1. Malaria

Multiple laboratory studies exist to confirm the diagnosis of malaria but the best test is still the peripheral smear.  Thick and thin preparations are often utilized in endemic areas.  The thick smear allows a larger quantity of erythrocytes to be screened for the presence of the parasite; however, it lacks the sensitivity of the thin smear.  The thin smear remains the “gold standard” for the diagnosis of malaria and it also has significant treatment implications.  From the thin smear the species of plasmodium can be identified, the percentage of erythrocytes affected can be calculated and response to therapy can be monitored.

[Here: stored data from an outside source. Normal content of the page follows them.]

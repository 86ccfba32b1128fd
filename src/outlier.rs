//! Statistical outlier scoring over the similarity matrix.
//!
//! Scores are dissimilarities, so a pair is suspicious when it sits far
//! *below* the corpus median: `z = (median - score) / stdev`.

use tracing::debug;

use crate::models::{Dimension, OutlierFinding, OutlierReport, SimilarityMatrix};

/// Standard deviations at or below this are treated as zero variance.
const MIN_STDEV: f64 = 1e-9;

pub fn median(values: &[f64]) -> Option<f64> {
    if values.is_empty() {
        return None;
    }
    let mut sorted = values.to_vec();
    sorted.sort_by(f64::total_cmp);
    let mid = sorted.len() / 2;
    Some(if sorted.len() % 2 == 0 {
        (sorted[mid - 1] + sorted[mid]) / 2.0
    } else {
        sorted[mid]
    })
}

/// Population standard deviation.
pub fn stdev(values: &[f64]) -> Option<f64> {
    if values.is_empty() {
        return None;
    }
    let n = values.len() as f64;
    let mean = values.iter().sum::<f64>() / n;
    let variance = values.iter().map(|v| (v - mean).powi(2)).sum::<f64>() / n;
    Some(variance.sqrt())
}

/// Rank the pairs of one dimension whose z-score exceeds `threshold`.
///
/// Fewer than two pairs or zero variance yield an empty report.
pub fn score_outliers(matrix: &SimilarityMatrix, dimension: Dimension, threshold: f64) -> OutlierReport {
    let values: Vec<f64> = matrix.values(dimension).into_iter().map(f64::from).collect();
    if values.len() < 2 {
        debug!(%dimension, pairs = values.len(), "too few pairs for outlier scoring");
        return OutlierReport::empty(dimension, threshold);
    }

    let (Some(median), Some(stdev)) = (median(&values), stdev(&values)) else {
        return OutlierReport::empty(dimension, threshold);
    };
    if stdev <= MIN_STDEV {
        debug!(%dimension, median, "zero variance, no outliers");
        return OutlierReport {
            median,
            ..OutlierReport::empty(dimension, threshold)
        };
    }

    let mut findings: Vec<OutlierFinding> = matrix
        .pairs()
        .filter_map(|(a, b, score)| {
            let value = score.get(dimension);
            let z_score = (median - f64::from(value)) / stdev;
            (z_score > threshold).then(|| OutlierFinding {
                a: a.to_string(),
                b: b.to_string(),
                score: value,
                z_score,
            })
        })
        .collect();

    findings.sort_by(|x, y| {
        y.z_score
            .total_cmp(&x.z_score)
            .then_with(|| x.a.cmp(&y.a))
            .then_with(|| x.b.cmp(&y.b))
    });

    debug!(%dimension, median, stdev, flagged = findings.len(), "scored outliers");
    OutlierReport {
        dimension,
        median,
        stdev,
        threshold,
        findings,
    }
}

#[cfg(test)]
mod tests {
    use super::*;
    use crate::models::PairScore;

    fn matrix(scores: &[(&str, &str, u32)]) -> SimilarityMatrix {
        let mut m = SimilarityMatrix::new();
        for &(a, b, s) in scores {
            m.insert(a, b, PairScore { raw: s, normalized: s });
        }
        m
    }

    #[test]
    fn test_median_and_stdev() {
        assert_eq!(median(&[3.0, 1.0, 2.0]), Some(2.0));
        assert_eq!(median(&[4.0, 1.0, 2.0, 3.0]), Some(2.5));
        assert_eq!(median(&[]), None);
        assert_eq!(stdev(&[2.0, 4.0, 4.0, 4.0, 5.0, 5.0, 7.0, 9.0]), Some(2.0));
    }

    #[test]
    fn test_flags_unusually_similar_pair() {
        let mut scores = Vec::new();
        let names = ["a", "b", "c", "d", "e", "f"];
        for (i, a) in names.iter().enumerate() {
            for b in &names[i + 1..] {
                let value = if (*a, *b) == ("b", "e") { 100 } else { 950 + (i as u32 % 3) * 10 };
                scores.push((*a, *b, value));
            }
        }
        let report = score_outliers(&matrix(&scores), Dimension::Normalized, 3.0);
        assert_eq!(report.findings.len(), 1);
        assert_eq!(report.findings[0].a, "b");
        assert_eq!(report.findings[0].b, "e");
        assert!(report.findings[0].z_score > 3.0);
    }

    #[test]
    fn test_findings_sorted_by_z() {
        let m = matrix(&[
            ("a", "b", 500),
            ("a", "c", 1000),
            ("a", "d", 1000),
            ("b", "c", 1000),
            ("b", "d", 1000),
            ("c", "d", 100),
        ]);
        let report = score_outliers(&m, Dimension::Raw, 0.5);
        let pairs: Vec<(&str, &str)> = report
            .findings
            .iter()
            .map(|f| (f.a.as_str(), f.b.as_str()))
            .collect();
        assert_eq!(pairs, vec![("c", "d"), ("a", "b")]);
    }

    #[test]
    fn test_zero_variance_flags_nothing() {
        let m = matrix(&[("a", "b", 700), ("a", "c", 700), ("b", "c", 700)]);
        let report = score_outliers(&m, Dimension::Raw, 0.0);
        assert!(report.findings.is_empty());
        assert_eq!(report.median, 700.0);
    }

    #[test]
    fn test_degenerate_corpus_flags_nothing() {
        let empty = SimilarityMatrix::new();
        assert!(score_outliers(&empty, Dimension::Raw, 3.0).findings.is_empty());
        let single = matrix(&[("a", "b", 10)]);
        assert!(score_outliers(&single, Dimension::Raw, 3.0).findings.is_empty());
    }
}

The patient’s peripheral smear displayed above reveals a diagnosis of Plasmodium Falcipirum malaria.  The rings shown are characteristic of falciparum.  These rings are composed of double chromatin dots that resemble a “set of headphones” with some RBCs being multiply-infected.  The RBCs are normal in size and shape when compared to other erythrocytes on the smear.   This slide does not show the other stages of P. falciparum, but gametocytes, trophozoites and the rare schizont may be seen. 

The WHO as well as the Centers for Disease Control makes treatment decisions based on the severity of illness and the species of Plasmodium. This patient is presenting with altered mental status, jaundice and increased serum creatinine which classify him as severely infected.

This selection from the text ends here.